Your task:
Below are the records; copy exactly the stretch from the line containing "for method in" through the line containing "runner: &Runner, classes: Vec<ClassData>)", both ends included, and nothing else.

Supplied records below:

//! Shared state for one analysis run.
//!
//! The context owns everything multiple worker threads touch: the
//! counter map (increment-only, commutative) and the append-only
//! warning and error collections. Per-method flow state is never
//! shared; classes can be analyzed fully in parallel.

use std::collections::HashMap;
use std::sync::{Mutex, RwLock};

use crate::analysis::AnalysisOptions;
use crate::detect::{Runner, Warning};
use crate::flow;
use crate::loader::ClassData;

/// Injected counter sink for engine telemetry.
///
/// Counter names are dotted strings (`flow.total`, `loop.diverged`);
/// increments are commutative, so any thread may report at any time.
pub trait StatsSink: Sync {
    fn increment(&self, name: &str);
}

/// Sink that discards all counters.
pub struct NullStats;

impl StatsSink for NullStats {
    fn increment(&self, _name: &str) {}
}

/// A per-class failure recorded during loading or analysis.
///
/// Errors never stop the run; the remaining classes are analyzed and
/// the failures reported at the end.
#[derive(Debug, Clone)]
pub struct AnalysisError {
    pub class: String,
    pub message: String,
}

/// Shared state for one analysis run.
pub struct AnalysisContext {
    options: AnalysisOptions,
    counters: RwLock<HashMap<String, u64>>,
    warnings: Mutex<Vec<Warning>>,
    errors: Mutex<Vec<AnalysisError>>,
    classes_analyzed: Mutex<usize>,
}

impl StatsSink for AnalysisContext {
    fn increment(&self, name: &str) {
        let mut counters = self.counters.write().unwrap();
        *counters.entry(name.to_string()).or_insert(0) += 1;
    }
}

impl AnalysisContext {
    pub fn new(options: AnalysisOptions) -> Self {
        Self {
            options,
            counters: RwLock::new(HashMap::new()),
            warnings: Mutex::new(Vec::new()),
            errors: Mutex::new(Vec::new()),
            classes_analyzed: Mutex::new(0),
        }
    }

    pub fn options(&self) -> &AnalysisOptions {
        &self.options
    }

    pub fn report(&self, warning: Warning) {
        self.warnings.lock().unwrap().push(warning);
    }

    pub fn add_error<C: Into<String>, M: Into<String>>(&self, class: C, message: M) {
        self.errors.lock().unwrap().push(AnalysisError {
            class: class.into(),
            message: message.into(),
        });
    }

    /// Run the flow engine and every detector over one class.
    pub fn analyze_class(&self, runner: &Runner, mut class: ClassData) {
        for method in &mut class.methods {
            let flow = flow::annotate(&self.options, method, self);
            let warnings = runner.run_method(&class.name, method, flow.as_ref(), &class.types);
            for warning in warnings {
                self.report(warning);
            }
        }
        *self.classes_analyzed.lock().unwrap() += 1;
    }

    /// Analyze a batch of classes in parallel.
    pub fn analyze_all(&self, runner: &Runner, classes: Vec<ClassData>) {
        use rayon::prelude::*;

        classes
            .into_par_iter()
            .for_each(|class| self.analyze_class(runner, class));
    }

    pub fn classes_analyzed(&self) -> usize {
        *self.classes_analyzed.lock().unwrap()
    }

    pub fn warning_count(&self) -> usize {
        self.warnings.lock().unwrap().len()
    }

    pub fn error_count(&self) -> usize {
        self.errors.lock().unwrap().len()
    }

    /// Warnings sorted by score descending, then kind name, then class.
    pub fn warnings_sorted(&self) -> Vec<Warning> {
        let mut warnings = self.warnings.lock().unwrap().clone();
        warnings.sort_by(|a, b| {
            b.score
                .cmp(&a.score)
                .then_with(|| a.kind.as_str().cmp(b.kind.as_str()))
                .then_with(|| a.class.cmp(&b.class))
        });
        warnings
    }

    pub fn errors(&self) -> Vec<AnalysisError> {
        self.errors.lock().unwrap().clone()
    }

    /// Counter snapshot sorted by name.
    pub fn counter_snapshot(&self) -> Vec<(String, u64)> {
        let counters = self.counters.read().unwrap();
        let mut entries: Vec<_> = counters.iter().map(|(k, v)| (k.clone(), *v)).collect();
        entries.sort_by(|a, b| a.0.cmp(&b.0));
        entries
    }

    pub fn counter(&self, name: &str) -> u64 {
        self.counters.read().unwrap().get(name).copied().unwrap_or(0)
    }
}

#[cfg(test)]
mod tests {
    use super::*;

    #[test]
    fn test_counters_accumulate() {
        let ctx = AnalysisContext::new(AnalysisOptions::default());
        ctx.increment("flow.total");
        ctx.increment("flow.total");
        ctx.increment("loop.diverged");

        assert_eq!(ctx.counter("flow.total"), 2);
        assert_eq!(ctx.counter("loop.diverged"), 1);
        assert_eq!(ctx.counter("missing"), 0);

        let snapshot = ctx.counter_snapshot();
        assert_eq!(
            snapshot,
            vec![("flow.total".to_string(), 2), ("loop.diverged".to_string(), 1)]
        );
    }

    #[test]
    fn test_errors_accumulate() {
        let ctx = AnalysisContext::new(AnalysisOptions::default());
        ctx.add_error("com.example.Foo", "malformed dump");
        assert_eq!(ctx.error_count(), 1);
        assert_eq!(ctx.errors()[0].class, "com.example.Foo");
    }
}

End of Supplied records.

Response area:
        for method in &mut class.methods {
            let flow = flow::annotate(&self.options, method, self);
            let warnings = runner.run_method(&class.name, method, flow.as_ref(), &class.types);
            for warning in warnings {
                self.report(warning);
            }
        }
        *self.classes_analyzed.lock().unwrap() += 1;
    }

    /// Analyze a batch of classes in parallel.
    pub fn analyze_all(&self, runner: &Runner, classes: Vec<ClassData>) {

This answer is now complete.